In the report, J.P. Morgan Asset Management offers up its own portfolio methodology, a “dynamic” model that adjusts retirement withdrawal rates according to client wealth, goals, risk tolerance and other factors.

One of the report’s main criticisms of the 4 percent rule is that it advocates a flat withdrawal rate and fails to adjust to changes in a client’s income, attitudes and life goals.

In contrast with the rule, J.P. Morgan’s dynamic model strives to put client assets to use during retirement by increasing withdrawal rates—and bond allocations—as a client ages.

“A static withdrawal rate is not realistic and leaves you with a tremendous amount of unused wealth,” says Katherine Roy, J.P. Morgan Asset Management’s chief retirement strategist. “In bad market conditions, you run out of money too quickly.”

In J.P. Morgan’s model, withdrawal rates change year to year and fall to 4 percent or below only for clients with a very low level of assets and income. For example, a 65-year-old couple with $500,000 saved and a lifetime income of $20,000 from Social Security, pensions, annuities and other guaranteed sources would start retirement with a withdrawal rate of 5.8 percent.
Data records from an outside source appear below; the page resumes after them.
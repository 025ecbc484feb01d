//! Shared error types for the services crate.

use thiserror::Error;

use backend::{BackendError, RecordError};
use quiz_core::model::{SessionError, SummaryError};

/// Errors emitted by the attempt state machine.
#[derive(Debug, Error)]
#[non_exhaustive]
pub enum AttemptError {
    #[error("attempt has not started")]
    NotStarted,

    #[error(transparent)]
    Session(#[from] SessionError),

    #[error(transparent)]
    Summary(#[from] SummaryError),
}

/// Errors emitted by `QuizSessionController`.
#[derive(Debug, Error)]
#[non_exhaustive]
pub enum ControllerError {
    #[error(transparent)]
    Backend(#[from] BackendError),

    #[error(transparent)]
    Record(#[from] RecordError),

    #[error(transparent)]
    Attempt(#[from] AttemptError),
}

impl ControllerError {
    /// True when a completion was rejected for unanswered questions.
    #[must_use]
    pub fn is_incomplete(&self) -> bool {
        matches!(self, Self::Backend(err) if err.is_incomplete())
    }
}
That would increase to 7.6 percent at age 75, 11 percent at age 85 and 17.1 percent at age 95. During that time, bond allocations would go from 24 percent to 39 percent.
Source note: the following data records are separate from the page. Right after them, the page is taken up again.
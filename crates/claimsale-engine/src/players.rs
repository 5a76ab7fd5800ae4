//! Player name to [`PlayerId`] mapping for the console session.
//!
//! Identity resolution belongs to the host; the console only needs stable
//! IDs for the lifetime of the process.

use std::collections::BTreeMap;

use claimsale_types::PlayerId;

/// Names seen so far and the IDs assigned to them.
#[derive(Debug, Default)]
pub struct PlayerDirectory {
    ids: BTreeMap<String, PlayerId>,
}

impl PlayerDirectory {
    /// Create an empty directory.
    pub fn new() -> Self {
        Self::default()
    }

    /// The ID for `name`, assigning a new one on first sight.
    pub fn resolve(&mut self, name: &str) -> PlayerId {
        *self.ids.entry(name.to_owned()).or_default()
    }
}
Like the 4 percent rule, J.P. Morgan’s model tries to strike a balance, providing retirees with enough income to enjoy retirement while also ensuring they don’t run out of money before they die.

At the higher end of the wealth spectrum, a male client with $50,000 in guaranteed income and $1.5 million saved would see the withdrawal rates rise from 6.3 percent when he’s 65 to 11.9 percent when he’s 85 and 18.3 percent when he’s 95.

J.P. Morgan stressed that the dynamic model allows clients to increase both withdrawal rates and equity allocations the higher their lifetime incomes.

Under the dynamic model, retirees with higher net worth tend to have lower withdrawal rates than lower-net-worth retirees of the same age and lifetime income.

“This is because the actual dollar amount withdrawn is substantially higher and the satisfaction derived from greater withdrawals does not increase proportionally once a reasonable lifestyle level has been achieved,” the report says.

The dynamic model is less volatile than the 4 percent rule, which in many cases can leave clients with either too much or too little in assets, according to J.P. Morgan Asset Management. Data shows that the 4 percent rule has a 5 percent chance of causing clients to run out of assets in retirement, the firm says.

How extensively the 4 percent rule is used by advisors is open to question. While considered a “rule of thumb” in the advisory field, it regularly comes under assault, particularly lately because interest rates are historically low.

“There are advisors who kind of use the 4 percent rule, but naturally and intuitively do what our model calls for,” Roy says.